Читаем Хлыст полностью

Раскол, сперва церковный, потом и бытовой, культурный, общественный […] Раскол, соединившийся с казацкою вольницей, пугачевщиной, есть революция снизу […] С поверхности исторической перешел он в глубину мистическую, где возникло сектантство […] Русское сектантство постоянно растет, развивается […] Но и теперь уже в некоторых мистических углублениях его — в проблеме пола, как она поставлена в хлыстовстве и скопчестве, в проблеме общественности, как она поставлена в штунде и духоборчестве, — проявляется такая сила […], какой мир не видел с первых веков христианства. […] Сила всего великого русского раскола-сектантства, этой религиозной революции, […] должна соединиться с ныне совершающейся в России революцией социально-политической[716].

Так, переключаясь от политики к эротике, Мережковский вновь примиряется с хлыстами. Пусть русский народ и не богоносец, а русский царь наверняка не богочеловек; но в народе есть экспериментаторы, ищущие в нужном направлении. Не в силах сказать в публичной речи больше, чем ему позволяют все виды внутренней и внешней цензуры, он повторяет одно всеразрешающее понятие: «святая плоть». Вот что мы узнаем из личных документов этой семьи, которая видела себя ядром «религиозной общественности» близкого будущего.

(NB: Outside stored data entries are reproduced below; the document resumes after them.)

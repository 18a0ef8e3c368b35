use crate::series::Map;
use heatmap_common::{HeatmapError, Result};
use tracing::warn;

/// Slack allowed for float drift between independently bucketized maps.
pub const DEDUCT_TOLERANCE: f64 = 0.5;

/// Subtracts `sub` from `total` cell by cell, in place. Nothing is modified on error.
pub fn deduct(total: &mut Map, sub: &Map) -> Result<()> {
    if total.len() != sub.len() {
        return Err(HeatmapError::InvalidShape(format!(
            "deducting {} samples from {}",
            sub.len(),
            total.len()
        )));
    }
    for (i, (t, d)) in total.iter().zip(sub).enumerate() {
        if t.len() != d.len() {
            return Err(HeatmapError::InvalidShape(format!(
                "sample {i}: deducting {} buckets from {}",
                d.len(),
                t.len()
            )));
        }
        if let Some(j) = t.iter().zip(d).position(|(tv, dv)| *tv < dv - DEDUCT_TOLERANCE) {
            return Err(HeatmapError::DeductionUnderflow {
                sample: i,
                bucket: j,
                total: t[j],
                deduct: d[j],
            });
        }
    }

    let mut clamped = 0usize;
    for (t, d) in total.iter_mut().zip(sub) {
        for (tv, dv) in t.iter_mut().zip(d) {
            *tv -= dv;
            if *tv < 0.0 {
                *tv = 0.0;
                clamped += 1;
            }
        }
    }
    if clamped > 0 {
        warn!(clamped, "deduction left negative cells; clamped to zero");
    }
    Ok(())
}

/// Like [`deduct`], leaving `total` untouched.
pub fn deducted(total: &Map, sub: &Map) -> Result<Map> {
    let mut out = total.clone();
    deduct(&mut out, sub)?;
    Ok(out)
}
pub mod bucketize;
pub mod color;
pub mod decompose;
pub mod deduct;
pub mod export;
pub mod generate;
pub mod normalize;
pub mod query;
pub mod reader;
pub mod series;

pub use heatmap_common::{HeatmapError, Result};

pub use bucketize::{bucketize, BucketConfig};
pub use color::{hsv_to_rgb, BACKGROUND};
pub use decompose::{decompose, details, DecomposeConfig, Decomposition, Details, Elements, Selection};
pub use deduct::{deduct, deducted, DEDUCT_TOLERANCE};
pub use export::{export_json, print_summary, report, QueryReport};
pub use generate::{generate, GenerateConfig, Hue, PixelBuffer};
pub use normalize::{normalize, Normalization};
pub use query::{average, distribution, percentile, samplerange, GeometryConfig, SampleRange, StatsConfig};
pub use reader::{read_elements, read_series};
pub use series::{Map, Observation, Range, RawSeries, Sample, Series, SparseSeries};
pub mod config;
pub use config::{BucketingConfig, Config, ExportConfig, QueryConfig, RenderConfig};

use thiserror::Error;

#[derive(Error, Debug)]
pub enum HeatmapError {
    #[error("IO error: {0}")]
    Io(#[from] std::io::Error),
    #[error("JSON error: {0}")]
    Json(#[from] serde_json::Error),
    #[error("invalid shape: {0}")]
    InvalidShape(String),
    #[error("invalid range in sample {sample}, observation {observation}: [{low}, {high}]")]
    InvalidRange {
        sample: usize,
        observation: usize,
        low: i64,
        high: i64,
    },
    #[error("invalid config field `{field}`: {reason}")]
    InvalidConfig { field: &'static str, reason: String },
    #[error("deduction underflow at sample {sample}, bucket {bucket}: {total} < {deduct}")]
    DeductionUnderflow {
        sample: usize,
        bucket: usize,
        total: f64,
        deduct: f64,
    },
    #[error("{component} out of range: {value}")]
    Domain { component: &'static str, value: f64 },
    #[error("config error: {0}")]
    Config(String),
}

impl HeatmapError {
    pub fn config(field: &'static str, reason: impl Into<String>) -> Self {
        Self::InvalidConfig { field, reason: reason.into() }
    }
}

pub type Result<T> = std::result::Result<T, HeatmapError>;
use crate::color::{hsv_to_rgb, BACKGROUND};
use crate::series::Series;
use heatmap_common::{HeatmapError, Result};
use serde::{Deserialize, Serialize};
use tracing::debug;

/// One hue for a single map, one per map when several are co-rendered.
#[derive(Debug, Clone, PartialEq, Serialize, Deserialize)]
#[serde(untagged)]
pub enum Hue {
    One(f64),
    Many(Vec<f64>),
}

#[derive(Debug, Clone, Serialize, Deserialize)]
pub struct GenerateConfig {
    pub width: usize,
    pub height: usize,
    pub hue: Hue,
    /// Saturation at the lowest and highest normalized value.
    pub saturation: [f64; 2],
    pub value: f64,
    /// Absolute index of the first sample; keeps column widths stable as the window slides.
    #[serde(default)]
    pub base: i64,
}

impl GenerateConfig {
    fn validate(&self, series: &Series) -> Result<()> {
        if self.width == 0 {
            return Err(HeatmapError::config("width", "must be greater than zero"));
        }
        if self.height == 0 {
            return Err(HeatmapError::config("height", "must be greater than zero"));
        }
        let [s0, s1] = self.saturation;
        if !(0.0..=1.0).contains(&s0) || !(0.0..=1.0).contains(&s1) || s0 >= s1 {
            return Err(HeatmapError::config("saturation", format!("need 0 <= s0 < s1 <= 1, got [{s0}, {s1}]")));
        }
        if !(0.0..=1.0).contains(&self.value) {
            return Err(HeatmapError::Domain { component: "value", value: self.value });
        }
        match (&self.hue, series) {
            (Hue::One(_), Series::One(_)) => {}
            (Hue::Many(hues), Series::Many(maps)) if hues.len() == maps.len() => {}
            (Hue::Many(hues), Series::Many(maps)) => {
                return Err(HeatmapError::config("hue", format!("{} hues for {} maps", hues.len(), maps.len())));
            }
            _ => return Err(HeatmapError::config("hue", "hue and series must both be single or both be lists")),
        }
        for &h in self.hues() {
            if !(0.0..=360.0).contains(&h) {
                return Err(HeatmapError::Domain { component: "hue", value: h });
            }
        }
        Ok(())
    }

    fn hues(&self) -> &[f64] {
        match &self.hue {
            Hue::One(h) => std::slice::from_ref(h),
            Hue::Many(hs) => hs,
        }
    }

    fn color(&self, hue: f64, v: f64) -> Result<[u8; 3]> {
        if v == 0.0 {
            return Ok(BACKGROUND);
        }
        let [s0, s1] = self.saturation;
        hsv_to_rgb(hue, s0 + v * (s1 - s0), self.value)
    }
}

/// Raw RGB pixels, row-major, three bytes per pixel.
#[derive(Debug, Clone, PartialEq, Eq)]
pub struct PixelBuffer {
    pub width: usize,
    pub height: usize,
    pub rgb: Vec<u8>,
}

impl PixelBuffer {
    fn filled(width: usize, height: usize, color: [u8; 3]) -> Self {
        Self { width, height, rgb: color.repeat(width * height) }
    }

    pub fn pixel(&self, x: usize, y: usize) -> [u8; 3] {
        let offs = (y * self.width + x) * 3;
        [self.rgb[offs], self.rgb[offs + 1], self.rgb[offs + 2]]
    }

    fn fill(&mut self, rows: std::ops::Range<usize>, cols: std::ops::Range<usize>, color: [u8; 3]) {
        for h in rows {
            let start = (h * self.width + cols.start) * 3;
            let end = (h * self.width + cols.end) * 3;
            for px in self.rgb[start..end].chunks_exact_mut(3) {
                px.copy_from_slice(&color);
            }
        }
    }
}

/// Rasterizes normalized map(s) into a pixel buffer, one box per (sample, bucket) cell.
/// Bucket 0 sits at the bottom. Overlaid maps blend by each one's share of the cell total.
pub fn generate(series: &Series, conf: &GenerateConfig) -> Result<PixelBuffer> {
    conf.validate(series)?;
    let (nsamples, nbuckets) = series.shape()?;
    let mut buf = PixelBuffer::filled(conf.width, conf.height, BACKGROUND);
    if nsamples == 0 || nbuckets == 0 {
        return Ok(buf);
    }

    let maps = series.maps();
    let hues = conf.hues();
    let bheight = conf.height as f64 / nbuckets as f64;
    let bwidth = conf.width as f64 / nsamples as f64;
    let origin = (conf.base as f64 * bwidth).floor();
    debug!(nsamples, nbuckets, bwidth, bheight, layers = maps.len(), "rasterizing");

    for i in 0..nsamples {
        let column = conf.base as f64 + i as f64;
        let wbase = to_pixel((column * bwidth).floor() - origin, conf.width);
        let wlimit = to_pixel(((column + 1.0) * bwidth).floor() - origin, conf.width);

        for j in 0..nbuckets {
            let jh = (nbuckets - j - 1) as f64;
            let hbase = to_pixel((jh * bheight).floor(), conf.height);
            let hlimit = to_pixel(((jh + 1.0) * bheight).floor(), conf.height);

            let rgb = if maps.len() == 1 {
                conf.color(hues[0], maps[0][i][j])?
            } else {
                blend(conf, maps.iter().map(|m| m[i][j]), hues)?
            };
            buf.fill(hbase..hlimit, wbase..wlimit, rgb);
        }
    }
    Ok(buf)
}

fn blend(conf: &GenerateConfig, values: impl Iterator<Item = f64> + Clone, hues: &[f64]) -> Result<[u8; 3]> {
    let total: f64 = values.clone().sum();
    if total == 0.0 {
        return Ok(BACKGROUND);
    }
    let mut acc = [0.0f64; 3];
    for (v, &hue) in values.zip(hues) {
        let c = conf.color(hue, v)?;
        let ratio = v / total;
        for (a, ch) in acc.iter_mut().zip(c) {
            *a += ch as f64 * ratio;
        }
    }
    Ok(acc.map(|a| a as u8))
}

fn to_pixel(x: f64, limit: usize) -> usize {
    (x.max(0.0) as usize).min(limit)
}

Гораздо больше оснований думать, […] что полового акта не будет, нежели что он сохранится: иначе нужно […] утверждать здесь феноменальное чудо преображения тела […] упразднение деторождений — упраздняют и акт, совершенно естественно[717]

.

Последнее слов здесь не менее характерно, чем все вместе взятое. Преображение пола представлялось натуральным, естественно-историческим процессом; фантазируемое чудо получало некий биологический эквивалент. Тело, пол и секс станут радикально иными. Неопределенными оставались только детали. Когда произойдет тотальная трансформация тела, которое станет бессмертным и бесполым, тогда для секса места просто не останется. Но пока чуда нет, секс надо преодолевать иным способом[718]. Обсуждая проблему, Гиппиус, Мережковский, Философов пришли, кажется, к согласию:

Помнишь наши разговоры втроем, каким образом будет проявляться в грядущем любовь двух в смысле пола, и может ли остаться акт при (конечно) упразднении деторождения? Помнишь твои слова, подтвержденные Дмитрием, что, если акта не будет, то он должен замениться каким-то другим, равным по силе ощущения соединения и плотскости, другим общим, единым (вот это заметь) актом?

Так писала Гиппиус человеку, с которым была связана мучительно сложными, но несомненно индивидуальными, отнюдь не «общими» отношениями[719]. В этом письме Философову она вспоминает, как Розанов задавал им, всем трем, «вечно-насмешливый вопрос […]: „Нет, да вы скажите, что же этим двум делать вместе? Как

они будут? Вот это они будут делать? А вот это нет?“» Ответа не было, и, признавалась Гиппиус, от этого вопроса «мы смущались вечно и немели»[720]. В то майское утро 1905 года, когда она в Ялте писала это письмо, она, казалось ей, нашла ответ: старый закон не надо менять на новый, закона вообще не надо, каждая пара и каждый раз будет искать новые способы. «Акт ли (без деторождения) или что-нибудь другое, мгновенно приходящее, — это все равно, это навеки тайна двух, каждых двух»[721]. Как всегда, культурная традиция переплетается с личной биографией и сиюминутным интересом: адресат этого письма был гомосексуалистом, и влюбленной в него женщине надо было придумывать небывалые способы любви.